The annual conference of the CLA will take place online in June. Abstracts are due February 13. The CLA conference is a very friendly and accessible conference, and a great opportunity for emerging scholars to network with other Canadian linguists.
Information about the conference, submitting papers and the Best Student Paper and Poster contest can be found here: Appel à communications : Congrès de l’ACL 2022 | Call for papers: 2022 CLA conference (cla-acl.ca)
Graduate students and post-docs, as well as advanced undergrads and faculty are invited to attend.
When and Where: Thursday January 20, 12:30 pm by Zoom.
Please register here: https://uqam.zoom.us/meeting/register/tZIpf-CuqzgjG9yCgHVtpv-gjaALrAFN4fxj
After registering, you will receive a confirmation email containing information about joining the meeting. This workshop is interactive and will not be made available after the event. If you have questions, please contact LING 891 professor and Graduate Program Chair, Dr. Heather Bliss.

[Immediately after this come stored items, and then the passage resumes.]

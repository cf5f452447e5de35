//! Property-based tests checking the operation layer against native
//! arithmetic.

#[cfg(test)]
mod tests {
    use num_traits::One;
    use proptest::prelude::*;

    use crate::int::*;
    use crate::rat::{add_rat, fma_rat, mul_rat};
    use bigcast_core::{Error, Integer, Rational};

    // Strategy for generating small integers
    fn small_int() -> impl Strategy<Value = i64> {
        -10_000i64..10_000i64
    }

    // Strategy for generating non-zero integers
    fn non_zero_int() -> impl Strategy<Value = i64> {
        prop_oneof![(-10_000i64..=-1i64), (1i64..=10_000i64)]
    }

    proptest! {
        #[test]
        fn truncated_division_matches_native(a in any::<i64>(), b in non_zero_int()) {
            prop_assert_eq!(quo_int(a, b).unwrap(), Integer::new(a / b));
            prop_assert_eq!(rem_int(a, b).unwrap(), Integer::new(a % b));
        }

        #[test]
        fn euclidean_division_matches_native(a in any::<i64>(), b in non_zero_int()) {
            let (q, r) = div_mod_int(a, b).unwrap();
            prop_assert_eq!(q, Integer::new(a.div_euclid(b)));
            prop_assert_eq!(r, Integer::new(a.rem_euclid(b)));
        }

        #[test]
        fn bitwise_matches_twos_complement(a in any::<i64>(), b in any::<i64>()) {
            prop_assert_eq!(and_int(a, b).unwrap(), Integer::new(a & b));
            prop_assert_eq!(or_int(a, b).unwrap(), Integer::new(a | b));
            prop_assert_eq!(xor_int(a, b).unwrap(), Integer::new(a ^ b));
            prop_assert_eq!(and_not_int(a, b).unwrap(), Integer::new(a & !b));
            prop_assert_eq!(not_int(a).unwrap(), Integer::new(!a));
        }

        #[test]
        fn right_shift_is_arithmetic(a in any::<i64>(), n in 0u32..63) {
            prop_assert_eq!(rsh_int(a, n).unwrap(), Integer::new(a >> n));
        }

        #[test]
        fn gcd_ext_satisfies_bezout(a in small_int(), b in small_int()) {
            let (x, y, g) = gcd_ext_int(a, b).unwrap();
            prop_assert_eq!(&g, &gcd_int(a, b).unwrap());
            prop_assert_eq!(fma_int(a, &x, &mul_int(b, &y).unwrap()).unwrap(), g);
        }

        #[test]
        fn mod_inverse_inverts(g in small_int(), n in 2i64..10_000) {
            match mod_inverse_int(g, n) {
                Ok(inv) => prop_assert!(mod_int(&mul_int(g, &inv).unwrap(), n).unwrap().is_one()),
                Err(err) => {
                    prop_assert_eq!(err, Error::NotInvertible);
                    prop_assert!(!gcd_int(g, n).unwrap().is_one());
                }
            }
        }

        #[test]
        fn exp_mod_matches_repeated_multiplication(
            x in small_int(),
            y in 0u32..40,
            m in non_zero_int()
        ) {
            let mut expected = Integer::new(1);
            for _ in 0..y {
                expected = mod_int(&mul_int(&expected, x).unwrap(), m).unwrap();
            }
            let expected = mod_int(&expected, m).unwrap();
            prop_assert_eq!(exp_mod_int(x, y, m).unwrap(), expected);
        }

        #[test]
        fn fma_rat_is_exact(a in small_int(), b in non_zero_int(), c in small_int()) {
            let x = Rational::from_i64(a, b);
            let y = Rational::from_i64(c, b);
            let expected = add_rat(&mul_rat(&x, &y).unwrap(), &x).unwrap();
            prop_assert_eq!(fma_rat(&x, &y, &x).unwrap(), expected);
        }
    }
}
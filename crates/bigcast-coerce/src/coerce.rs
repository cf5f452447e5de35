//! Coercion of source scalars into canonical values.
//!
//! Each family has a constructor (`to_*`), an in-place setter (`set_*`)
//! and a borrowing accessor (`*_operand`) that avoids copying a value that
//! is already canonical.
//!
//! Float precision follows the source: native values take their type's
//! width (`f64` takes its 53 significand bits), arbitrary-size values take
//! enough bits to be exact but never fewer than
//! [`DEFAULT_PRECISION`](bigcast_core::precision::DEFAULT_PRECISION), and
//! literals take the bit equivalent of their significant digits.

use std::borrow::Cow;

use bigcast_core::precision::{self, F32_PRECISION};
use bigcast_core::{Float, Integer, Rational, Result};

use crate::source::{IntSource, NumSource};

/// Creates a new integer from `x`.
///
/// # Errors
///
/// Returns [`Error::Parse`](bigcast_core::Error::Parse) if `x` is a string
/// that is not an integer literal.
pub fn to_integer<'a>(x: impl Into<IntSource<'a>>) -> Result<Integer> {
    integer_operand(x).map(Cow::into_owned)
}

/// Overwrites `dest` with `x`. On error `dest` is left unchanged.
///
/// # Errors
///
/// See [`to_integer`].
pub fn set_integer<'a>(dest: &mut Integer, x: impl Into<IntSource<'a>>) -> Result<()> {
    match integer_operand(x)? {
        Cow::Borrowed(value) => dest.clone_from(value),
        Cow::Owned(value) => *dest = value,
    }
    Ok(())
}

/// Coerces `x`, borrowing it if it is already an [`Integer`].
///
/// # Errors
///
/// See [`to_integer`].
pub fn integer_operand<'a>(x: impl Into<IntSource<'a>>) -> Result<Cow<'a, Integer>> {
    let value = match x.into() {
        IntSource::I8(v) => Integer::from(v),
        IntSource::I16(v) => Integer::from(v),
        IntSource::I32(v) => Integer::from(v),
        IntSource::I64(v) => Integer::from(v),
        IntSource::Isize(v) => Integer::from(v),
        IntSource::U8(v) => Integer::from(v),
        IntSource::U16(v) => Integer::from(v),
        IntSource::U32(v) => Integer::from(v),
        IntSource::U64(v) => Integer::from(v),
        IntSource::Usize(v) => Integer::from(v),
        IntSource::Integer(v) => return Ok(Cow::Borrowed(v)),
        IntSource::Str(s) => Integer::from_literal(s).inspect_err(|err| {
            tracing::debug!(input = s, %err, "integer coercion failed");
        })?,
        IntSource::Bytes(bytes) => Integer::from_be_bytes(bytes),
        IntSource::Words(words) => Integer::from_words(words),
    };
    Ok(Cow::Owned(value))
}

/// Creates a new rational from `x`.
///
/// Native floats and [`Float`]s convert exactly.
///
/// # Errors
///
/// - [`Error::Parse`](bigcast_core::Error::Parse) for an invalid literal
/// - [`Error::NotFinite`](bigcast_core::Error::NotFinite) for an infinity
/// - [`Error::NotANumber`](bigcast_core::Error::NotANumber) for NaN
pub fn to_rational<'a>(x: impl Into<NumSource<'a>>) -> Result<Rational> {
    rational_operand(x).map(Cow::into_owned)
}

/// Overwrites `dest` with `x`. On error `dest` is left unchanged.
///
/// # Errors
///
/// See [`to_rational`].
pub fn set_rational<'a>(dest: &mut Rational, x: impl Into<NumSource<'a>>) -> Result<()> {
    match rational_operand(x)? {
        Cow::Borrowed(value) => dest.clone_from(value),
        Cow::Owned(value) => *dest = value,
    }
    Ok(())
}

/// Coerces `x`, borrowing it if it is already a [`Rational`].
///
/// # Errors
///
/// See [`to_rational`].
pub fn rational_operand<'a>(x: impl Into<NumSource<'a>>) -> Result<Cow<'a, Rational>> {
    let value = match x.into() {
        NumSource::I8(v) => Rational::from(v),
        NumSource::I16(v) => Rational::from(v),
        NumSource::I32(v) => Rational::from(v),
        NumSource::I64(v) => Rational::from(v),
        NumSource::Isize(v) => Rational::from(v),
        NumSource::U8(v) => Rational::from(v),
        NumSource::U16(v) => Rational::from(v),
        NumSource::U32(v) => Rational::from(v),
        NumSource::U64(v) => Rational::from(v),
        NumSource::Usize(v) => Rational::from(v),
        NumSource::F32(v) => Float::from_f64(f64::from(v))?.to_rational()?,
        NumSource::F64(v) => Float::from_f64(v)?.to_rational()?,
        NumSource::Integer(v) => Rational::from(v),
        NumSource::Rational(v) => return Ok(Cow::Borrowed(v)),
        NumSource::Float(v) => v.to_rational()?,
        NumSource::Str(s) => Rational::from_literal(s).inspect_err(|err| {
            tracing::debug!(input = s, %err, "rational coercion failed");
        })?,
    };
    Ok(Cow::Owned(value))
}

/// Creates a new float from `x`, with precision chosen by source kind.
///
/// | source | precision |
/// |---|---|
/// | `i8`/`u8`, `i16`/`u16`, `i32`/`u32`, `i64`/`u64` | 8, 16, 32, 64 |
/// | `isize`/`usize` | the word width |
/// | `f32` | 32 |
/// | `f64` | 53 |
/// | `Integer` | its bit length, at least 64 |
/// | `Rational` | the larger bit length of its parts, at least 64 |
/// | `Float` | unchanged |
/// | literal | its significant digits in bits, at least 64 |
///
/// # Errors
///
/// - [`Error::Parse`](bigcast_core::Error::Parse) for an invalid literal
/// - [`Error::NotANumber`](bigcast_core::Error::NotANumber) for NaN
pub fn to_float<'a>(x: impl Into<NumSource<'a>>) -> Result<Float> {
    float_operand(x).map(Cow::into_owned)
}

/// Overwrites `dest` with `x`. On error `dest` is left unchanged.
///
/// A rational source is rounded at `dest`'s current precision, or at the
/// precision [`to_float`] would give it when `dest` is infinite. Every other
/// source takes the precision [`to_float`] would give it.
///
/// # Errors
///
/// See [`to_float`].
pub fn set_float<'a>(dest: &mut Float, x: impl Into<NumSource<'a>>) -> Result<()> {
    match x.into() {
        NumSource::Rational(value) => dest.assign_rational(value),
        source => match float_operand(source)? {
            Cow::Borrowed(value) => dest.clone_from(value),
            Cow::Owned(value) => *dest = value,
        },
    }
    Ok(())
}

/// Coerces `x`, borrowing it if it is already a [`Float`].
///
/// # Errors
///
/// See [`to_float`].
pub fn float_operand<'a>(x: impl Into<NumSource<'a>>) -> Result<Cow<'a, Float>> {
    let value = match x.into() {
        NumSource::I8(v) => native(v, i8::BITS),
        NumSource::I16(v) => native(v, i16::BITS),
        NumSource::I32(v) => native(v, i32::BITS),
        NumSource::I64(v) => native(v, i64::BITS),
        NumSource::Isize(v) => native(v, isize::BITS),
        NumSource::U8(v) => native(v, u8::BITS),
        NumSource::U16(v) => native(v, u16::BITS),
        NumSource::U32(v) => native(v, u32::BITS),
        NumSource::U64(v) => native(v, u64::BITS),
        NumSource::Usize(v) => native(v, usize::BITS),
        NumSource::F32(v) => Float::from_f64(f64::from(v))?.with_precision(F32_PRECISION),
        NumSource::F64(v) => Float::from_f64(v)?,
        NumSource::Integer(v) => Float::from_integer(v, precision::for_bit_len(v.bit_len())),
        NumSource::Rational(v) => Float::from_rational(v, precision::for_rational(v)),
        NumSource::Float(v) => return Ok(Cow::Borrowed(v)),
        NumSource::Str(s) => Float::from_literal(s).inspect_err(|err| {
            tracing::debug!(input = s, %err, "float coercion failed");
        })?,
    };
    Ok(Cow::Owned(value))
}

fn native(value: impl Into<Integer>, bits: u32) -> Float {
    Float::from_integer(&value.into(), bits as usize)
}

Presenter Bio: Richard Compton is an Associate Professor of Linguistics at Université du Québec à Montréal (UQAM) and chairholder of the Canada Research Chair in Transmission and Knowledge of the Inuit Language (Social Sciences and Humanities Research Council). He earned his PhD in Linguistics from the University of Toronto in 2012. His work explores the morphosyntax of agreement, polysynthetic word-formation, and lexical and functional categories in Inuktitut and Inuinnaqtun. He co-authored a dictionary of Inuinnaqtun with Emily Kudlak that was published by Nunavut Arctic College (Kudlak & Compton 2018). He was the lead organizer of the 21st Inuit Studies Conference which was held at UQAM in 2019, and he is the Program Chair for the Canadian Linguistics Association.